Supplied data: Begin

use anyhow::anyhow;
use async_trait::async_trait;
use futures::stream::{BoxStream, StreamExt};
use k8s_openapi::api::apps::v1::{StatefulSet, StatefulSetSpec};
use k8s_openapi::api::core::v1::{
    ConfigMap, ConfigMapVolumeSource, Container, ContainerPort, ContainerStatus, EnvVar, Pod,
    PodSpec, PodTemplateSpec, Service, ServicePort, ServiceSpec, Volume, VolumeMount,
};
use k8s_openapi::apimachinery::pkg::apis::meta::v1::LabelSelector;
use kube::api::{Api, DeleteParams, ListParams, ObjectMeta, Patch, PatchParams, PostParams};
use kube::client::Client;
use kube::error::Error;
use kube::runtime::{watcher, WatchStreamExt};
use kube::{Resource, ResourceExt};
use maplit::btreemap;
use realm_orchestrator::{
    NamespacedOrchestrator, Notification, ObservedInstance, Orchestrator, ReplicaState,
    WorkloadReadiness,
};
use realm_types::{InstanceKey, Realm, RealmId, SpecHash};
use tracing::{debug, warn};

pub mod source;
pub mod status;
pub mod util;

const FIELD_MANAGER: &str = "realmd";
const CONTAINER_NAME: &str = "realm";
const CONFIG_MOUNT_PATH: &str = "/etc/realm";

pub const LABEL_MANAGED_BY: &str = "realmd.io/managed-by";
pub const LABEL_REALM: &str = "realmd.io/realm";
pub const LABEL_SPEC_HASH: &str = "realmd.io/spec-hash";
pub const LABEL_REVISION: &str = "realmd.io/revision";
pub const LABEL_INSTANCE: &str = "realmd.io/instance";
pub const ANNOTATION_SPEC_HASH: &str = "realmd.io/spec-hash-full";

/// Container waiting reasons after which a replica will not start on its own.
const FAILURE_REASONS: &[&str] = &[
    "CrashLoopBackOff",
    "ImagePullBackOff",
    "ErrImagePull",
    "CreateContainerConfigError",
    "InvalidImageName",
];

#[derive(Debug, Clone, Default)]
pub struct KubernetesOrchestratorConfig {
    /// The name of a Kubernetes context to use, if the Kubernetes configuration
    /// is loaded from the local kubeconfig.
    pub context: Option<String>,
    /// The image pull policy of replica containers.
    pub image_pull_policy: Option<String>,
    /// The service account replicas run as, if any.
    pub service_account: Option<String>,
    /// Labels to install on every resource created by the orchestrator.
    pub resource_labels: BTreeMap<String, String>,
}

pub struct KubernetesOrchestrator {
    client: Client,
    kubernetes_namespace: String,
    config: KubernetesOrchestratorConfig,
    namespaces: Mutex<BTreeMap<String, Arc<NamespacedKubernetesOrchestrator>>>,
}

impl fmt::Debug for KubernetesOrchestrator {
    fn fmt(&self, f: &mut fmt::Formatter) -> fmt::Result {
        f.debug_struct("KubernetesOrchestrator")
            .field("kubernetes_namespace", &self.kubernetes_namespace)
            .finish()
    }
}

impl KubernetesOrchestrator {
    /// Creates a new Kubernetes orchestrator from the provided configuration.
    pub async fn new(
        config: KubernetesOrchestratorConfig,
    ) -> Result<KubernetesOrchestrator, anyhow::Error> {
        let (client, kubernetes_namespace) = util::create_client(config.context.clone()).await?;
        Ok(KubernetesOrchestrator {
            client,
            kubernetes_namespace,
            config,
            namespaces: Mutex::new(BTreeMap::new()),
        })
    }

    pub fn client(&self) -> &Client {
        &self.client
    }

    /// The namespace the client defaults to.
    pub fn default_namespace(&self) -> &str {
        &self.kubernetes_namespace
    }

    fn namespaced(&self, namespace: &str) -> Arc<NamespacedKubernetesOrchestrator> {
        let mut namespaces = self.namespaces.lock().expect("lock poisoned");
        Arc::clone(namespaces.entry(namespace.into()).or_insert_with(|| {
            Arc::new(NamespacedKubernetesOrchestrator {
                config_map_api: Api::namespaced(self.client.clone(), namespace),
                stateful_set_api: Api::namespaced(self.client.clone(), namespace),
                service_api: Api::namespaced(self.client.clone(), namespace),
                pod_api: Api::namespaced(self.client.clone(), namespace),
                namespace: namespace.into(),
                config: self.config.clone(),
            })
        }))
    }

    /// Streams a reconcile notification for the owning realm whenever one of
    /// the replicas managed in `namespace` changes.
    pub fn watch_replicas(&self, namespace: &str) -> BoxStream<'static, Notification> {
        self.namespaced(namespace).watch_replicas()
    }
}

impl Orchestrator for KubernetesOrchestrator {
    fn namespace(&self, namespace: &str) -> Arc<dyn NamespacedOrchestrator> {
        self.namespaced(namespace)
    }
}

struct NamespacedKubernetesOrchestrator {
    config_map_api: Api<ConfigMap>,
    stateful_set_api: Api<StatefulSet>,
    service_api: Api<Service>,
    pod_api: Api<Pod>,
    namespace: String,
    config: KubernetesOrchestratorConfig,
}

impl fmt::Debug for NamespacedKubernetesOrchestrator {
    fn fmt(&self, f: &mut fmt::Formatter) -> fmt::Result {
        f.debug_struct("NamespacedKubernetesOrchestrator")
            .field("namespace", &self.namespace)
            .finish()
    }
}

impl NamespacedKubernetesOrchestrator {
    fn post_params() -> PostParams {
        PostParams {
            field_manager: Some(FIELD_MANAGER.into()),
            ..Default::default()
        }
    }

    /// Creates `object` unless an object of that name exists.
    async fn create_if_absent<K>(api: &Api<K>, object: &K) -> Result<(), anyhow::Error>
    where
        K: Resource + Clone + fmt::Debug + serde::de::DeserializeOwned + serde::Serialize,
    {
        let name = object.name_any();
        if api.get_opt(&name).await?.is_some() {
            return Ok(());
        }
        match api.create(&Self::post_params(), object).await {
            Ok(_) => {
                debug!(%name, "created resource");
                Ok(())
            }
            // Someone else created it in the meantime.
            Err(Error::Api(e)) if e.code == 409 => Ok(()),
            Err(e) => Err(e.into()),
        }
    }

    fn watch_replicas(&self) -> BoxStream<'static, Notification> {
        let params = watcher::Config::default().labels(&format!("{LABEL_MANAGED_BY}={FIELD_MANAGER}"));
        let stream = watcher(self.pod_api.clone(), params)
            .touched_objects()
            .filter_map(|object| async move {
                match object {
                    Ok(pod) => {
                        let realm_id = pod.labels().get(LABEL_REALM)?.clone();
                        Some(Notification::reconcile(RealmId::new(realm_id)))
                    }
                    Err(error) => {
                        // Watch errors are usually transient and the watcher
                        // retries on its own.
                        warn!("replica watch error: {error}");
                        None
                    }
                }
            });
        Box::pin(stream)
    }
}

#[async_trait]
impl NamespacedOrchestrator for NamespacedKubernetesOrchestrator {
    async fn ensure_config(&self, realm: &Realm, key: &InstanceKey) -> Result<(), anyhow::Error> {
        let config_map = config_map(&self.config, realm, key);
        Self::create_if_absent(&self.config_map_api, &config_map).await
    }

    async fn ensure_workload(&self, realm: &Realm, key: &InstanceKey) -> Result<(), anyhow::Error> {
        let stateful_set = stateful_set(&self.config, realm, key);
        Self::create_if_absent(&self.stateful_set_api, &stateful_set).await
    }

    async fn is_workload_ready(&self, key: &InstanceKey) -> Result<WorkloadReadiness, anyhow::Error> {
        let name = key.resource_name();
        let Some(stateful_set) = self.stateful_set_api.get_opt(&name).await? else {
            return Ok(WorkloadReadiness::default());
        };
        let desired_replicas = stateful_set
            .spec
            .and_then(|spec| spec.replicas)
            .and_then(|replicas| u32::try_from(replicas).ok())
            .unwrap_or(0);
        let params = ListParams::default().labels(&format!("{LABEL_INSTANCE}={name}"));
        let pods = self.pod_api.list(&params).await?;
        Ok(WorkloadReadiness {
            desired_replicas,
            replicas: pods.iter().map(replica_state).collect(),
        })
    }

    async fn set_latest_route(&self, realm: &Realm, key: &InstanceKey) -> Result<(), anyhow::Error> {
        let service = route_service(&self.config, realm, key);
        self.service_api
            .patch(
                realm.realm_id.as_str(),
                &PatchParams::apply(FIELD_MANAGER).force(),
                &Patch::Apply(service),
            )
            .await?;
        Ok(())
    }

    async fn delete_instance_resources(&self, key: &InstanceKey) -> Result<(), anyhow::Error> {
        let name = key.resource_name();
        match self
            .stateful_set_api
            .delete(&name, &DeleteParams::default())
            .await
        {
            Ok(_) => (),
            Err(Error::Api(e)) if e.code == 404 => (),
            Err(e) => return Err(e.into()),
        }
        match self
            .config_map_api
            .delete(&name, &DeleteParams::default())
            .await
        {
            Ok(_) => Ok(()),
            Err(Error::Api(e)) if e.code == 404 => Ok(()),
            Err(e) => Err(e.into()),
        }
    }

    async fn delete_realm_resources(&self, realm_id: &RealmId) -> Result<(), anyhow::Error> {
        match self
            .service_api
            .delete(realm_id.as_str(), &DeleteParams::default())
            .await
        {
            Ok(_) => (),
            Err(Error::Api(e)) if e.code == 404 => (),
            Err(e) => return Err(e.into()),
        }
        let params = ListParams::default().labels(&format!(
            "{LABEL_MANAGED_BY}={FIELD_MANAGER},{LABEL_REALM}={realm_id}"
        ));
        self.stateful_set_api
            .delete_collection(&DeleteParams::default(), &params)
            .await?;
        self.config_map_api
            .delete_collection(&DeleteParams::default(), &params)
            .await?;
        Ok(())
    }

    async fn list_observed_instances(&self) -> Result<Vec<ObservedInstance>, anyhow::Error> {
        let params = ListParams::default().labels(&format!("{LABEL_MANAGED_BY}={FIELD_MANAGER}"));
        let stateful_sets = self.stateful_set_api.list(&params).await?;
        let mut observed = Vec::new();
        for stateful_set in stateful_sets {
            match observed_key(&stateful_set.metadata) {
                Ok(key) => observed.push(ObservedInstance {
                    key,
                    namespace: self.namespace.clone(),
                }),
                Err(e) => warn!(
                    name = %stateful_set.name_any(),
                    "ignoring malformed managed stateful set: {e}"
                ),
            }
        }
        Ok(observed)
    }
}

/// The labels that identify an instance's resources.
pub fn instance_labels(key: &InstanceKey) -> BTreeMap<String, String> {
    btreemap! {
        LABEL_MANAGED_BY.into() => FIELD_MANAGER.into(),
        LABEL_REALM.into() => key.realm_id.to_string(),
        LABEL_SPEC_HASH.into() => key.spec_hash.short().into(),
        LABEL_REVISION.into() => key.revision.to_string(),
        LABEL_INSTANCE.into() => key.resource_name(),
    }
}

fn instance_metadata(
    config: &KubernetesOrchestratorConfig,
    realm: &Realm,
    key: &InstanceKey,
) -> ObjectMeta {
    let mut labels = config.resource_labels.clone();
    labels.extend(instance_labels(key));
    ObjectMeta {
        name: Some(key.resource_name()),
        namespace: Some(realm.namespace.clone()),
        labels: Some(labels),
        annotations: Some(btreemap! {
            ANNOTATION_SPEC_HASH.into() => key.spec_hash.to_string(),
        }),
        ..Default::default()
    }
}

fn config_map(config: &KubernetesOrchestratorConfig, realm: &Realm, key: &InstanceKey) -> ConfigMap {
    ConfigMap {
        metadata: instance_metadata(config, realm, key),
        data: Some(realm.spec.config.clone()),
        ..Default::default()
    }
}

Supplied data: End

### Task prompt
Count the lines of the data that hold the string "revision", and give that number as the entire reply.

### Response area
2